*** Opening of DATA SUPPLIED ***

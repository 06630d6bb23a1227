//! Command-line tool for order notifications
//!
//! Loads an ordain configuration, builds the configured sink and registry,
//! and emits order lifecycle announcements by hand. Useful for checking a
//! webhook before wiring it into the delegation service.

use anyhow::{Context, Result};
use clap::{Parser, Subcommand};
use ordain_core::{OrdainConfig, OrderRegistry};
use std::path::PathBuf;
use std::sync::Arc;
use tracing::debug;

mod commands;

use commands::{
    delegation::{self, DelegationArgs},
    fulfilled::{self, FulfilledArgs},
    new_order::{self, NewOrderArgs},
};

#[derive(Parser)]
#[command(name = "ordain", version, about = "Delegation order notifications")]
struct Cli {
    /// Configuration file (TOML)
    #[arg(short, long, global = true)]
    config: Option<PathBuf>,

    /// Enable debug logging
    #[arg(short, long, global = true)]
    verbose: bool,

    #[command(subcommand)]
    command: Commands,
}

#[derive(Subcommand)]
enum Commands {
    /// Store an order and announce it to its owners
    NewOrder(NewOrderArgs),
    /// Announce a delegation toward an order
    Delegation(DelegationArgs),
    /// Announce that an order was fulfilled
    Fulfilled(FulfilledArgs),
    /// Validate the configuration and print it
    CheckConfig,
}

fn load_config(path: Option<&PathBuf>) -> Result<OrdainConfig> {
    match path {
        Some(path) => OrdainConfig::load_from_file(path)
            .with_context(|| format!("loading {}", path.display())),
        None => Ok(OrdainConfig::default()),
    }
}

#[tokio::main(flavor = "current_thread")]
async fn main() -> Result<()> {
    let cli = Cli::parse();

    let log_level = if cli.verbose { "debug" } else { "info" };
    tracing_subscriber::fmt().with_env_filter(log_level).init();

    let config = load_config(cli.config.as_ref())?;
    debug!(?config, "Loaded configuration");

    let sink = ordain_notify::build_sink(&config.notifier).context("building notifier")?;
    let registry = Arc::new(OrderRegistry::new(config.registry.clone(), sink));

    match cli.command {
        Commands::NewOrder(args) => new_order::run(&registry, args).await?,
        Commands::Delegation(args) => delegation::run(&registry, args).await?,
        Commands::Fulfilled(args) => fulfilled::run(&registry, args).await?,
        Commands::CheckConfig => {
            println!("{config:#?}");
        }
    }

    Ok(())
}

*** Close of DATA SUPPLIED ***

### [ACTION ITEM]
Only one stretch is wanted, so please give again exactly the lines from the start of the data through the line containing "let config = load_config(cli.config.as_ref())?;", both ends included.

### [YOUR RESPONSE]
repository 06630d6bb23a1227
//! Command-line tool for order notifications
//!
//! Loads an ordain configuration, builds the configured sink and registry,
//! and emits order lifecycle announcements by hand. Useful for checking a
//! webhook before wiring it into the delegation service.

use anyhow::{Context, Result};
use clap::{Parser, Subcommand};
use ordain_core::{OrdainConfig, OrderRegistry};
use std::path::PathBuf;
use std::sync::Arc;
use tracing::debug;

mod commands;

use commands::{
    delegation::{self, DelegationArgs},
    fulfilled::{self, FulfilledArgs},
    new_order::{self, NewOrderArgs},
};

#[derive(Parser)]
#[command(name = "ordain", version, about = "Delegation order notifications")]
struct Cli {
    /// Configuration file (TOML)
    #[arg(short, long, global = true)]
    config: Option<PathBuf>,

    /// Enable debug logging
    #[arg(short, long, global = true)]
    verbose: bool,

    #[command(subcommand)]
    command: Commands,
}

#[derive(Subcommand)]
enum Commands {
    /// Store an order and announce it to its owners
    NewOrder(NewOrderArgs),
    /// Announce a delegation toward an order
    Delegation(DelegationArgs),
    /// Announce that an order was fulfilled
    Fulfilled(FulfilledArgs),
    /// Validate the configuration and print it
    CheckConfig,
}

fn load_config(path: Option<&PathBuf>) -> Result<OrdainConfig> {
    match path {
        Some(path) => OrdainConfig::load_from_file(path)
            .with_context(|| format!("loading {}", path.display())),
        None => Ok(OrdainConfig::default()),
    }
}

#[tokio::main(flavor = "current_thread")]
async fn main() -> Result<()> {
    let cli = Cli::parse();

    let log_level = if cli.verbose { "debug" } else { "info" };
    tracing_subscriber::fmt().with_env_filter(log_level).init();

    let config = load_config(cli.config.as_ref())?;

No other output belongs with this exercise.